Saved data entries
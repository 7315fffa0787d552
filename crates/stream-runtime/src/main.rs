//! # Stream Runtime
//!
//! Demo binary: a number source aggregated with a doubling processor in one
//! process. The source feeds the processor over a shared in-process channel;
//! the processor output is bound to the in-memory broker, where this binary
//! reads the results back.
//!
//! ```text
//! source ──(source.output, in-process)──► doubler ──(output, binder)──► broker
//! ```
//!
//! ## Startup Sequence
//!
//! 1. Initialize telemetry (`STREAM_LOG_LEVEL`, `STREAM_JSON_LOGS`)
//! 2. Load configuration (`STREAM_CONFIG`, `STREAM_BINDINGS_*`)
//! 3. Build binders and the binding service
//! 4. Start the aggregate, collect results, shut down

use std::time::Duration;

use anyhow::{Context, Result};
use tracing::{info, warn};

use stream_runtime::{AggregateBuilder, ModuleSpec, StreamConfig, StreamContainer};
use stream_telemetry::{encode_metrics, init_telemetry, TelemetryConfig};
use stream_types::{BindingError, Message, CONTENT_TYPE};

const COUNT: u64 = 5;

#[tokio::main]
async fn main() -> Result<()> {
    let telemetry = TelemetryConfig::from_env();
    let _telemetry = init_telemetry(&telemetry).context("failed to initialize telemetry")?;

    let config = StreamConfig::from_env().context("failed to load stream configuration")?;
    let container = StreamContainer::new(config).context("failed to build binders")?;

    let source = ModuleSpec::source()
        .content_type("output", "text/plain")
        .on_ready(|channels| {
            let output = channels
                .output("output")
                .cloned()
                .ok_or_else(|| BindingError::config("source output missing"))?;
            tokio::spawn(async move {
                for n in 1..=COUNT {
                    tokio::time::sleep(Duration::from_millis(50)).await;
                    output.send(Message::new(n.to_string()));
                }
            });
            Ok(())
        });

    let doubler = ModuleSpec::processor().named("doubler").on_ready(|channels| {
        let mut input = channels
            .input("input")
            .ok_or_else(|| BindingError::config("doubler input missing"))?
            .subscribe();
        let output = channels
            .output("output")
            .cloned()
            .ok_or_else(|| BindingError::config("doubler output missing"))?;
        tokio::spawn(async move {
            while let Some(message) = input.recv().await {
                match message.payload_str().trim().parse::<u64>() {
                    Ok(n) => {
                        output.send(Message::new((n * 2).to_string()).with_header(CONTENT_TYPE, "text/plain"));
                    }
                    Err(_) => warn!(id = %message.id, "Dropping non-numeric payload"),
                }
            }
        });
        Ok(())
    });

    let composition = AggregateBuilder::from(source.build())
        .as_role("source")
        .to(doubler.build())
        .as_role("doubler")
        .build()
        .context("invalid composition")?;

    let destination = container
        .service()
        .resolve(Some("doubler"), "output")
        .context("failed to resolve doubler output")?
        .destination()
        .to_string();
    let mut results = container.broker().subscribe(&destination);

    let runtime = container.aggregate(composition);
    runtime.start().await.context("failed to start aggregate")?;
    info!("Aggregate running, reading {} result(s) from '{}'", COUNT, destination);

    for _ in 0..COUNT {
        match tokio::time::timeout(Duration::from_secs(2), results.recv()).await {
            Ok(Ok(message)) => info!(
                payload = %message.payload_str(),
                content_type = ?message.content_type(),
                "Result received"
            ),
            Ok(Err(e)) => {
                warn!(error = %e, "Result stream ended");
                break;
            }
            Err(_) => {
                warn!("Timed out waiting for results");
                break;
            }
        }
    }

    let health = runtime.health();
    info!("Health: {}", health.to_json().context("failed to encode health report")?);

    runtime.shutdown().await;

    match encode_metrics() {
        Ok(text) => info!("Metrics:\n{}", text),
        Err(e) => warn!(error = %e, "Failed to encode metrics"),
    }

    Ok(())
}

**About this task:**
Set down verbatim only the lines between the start of the data above and the line with "shared in-process channel;", both boundaries included.

**Written solution:**
repository 7315fffa0787d552
filename crates/stream-runtime/src/main.rs
//! # Stream Runtime
//!
//! Demo binary: a number source aggregated with a doubling processor in one
//! process. The source feeds the processor over a shared in-process channel;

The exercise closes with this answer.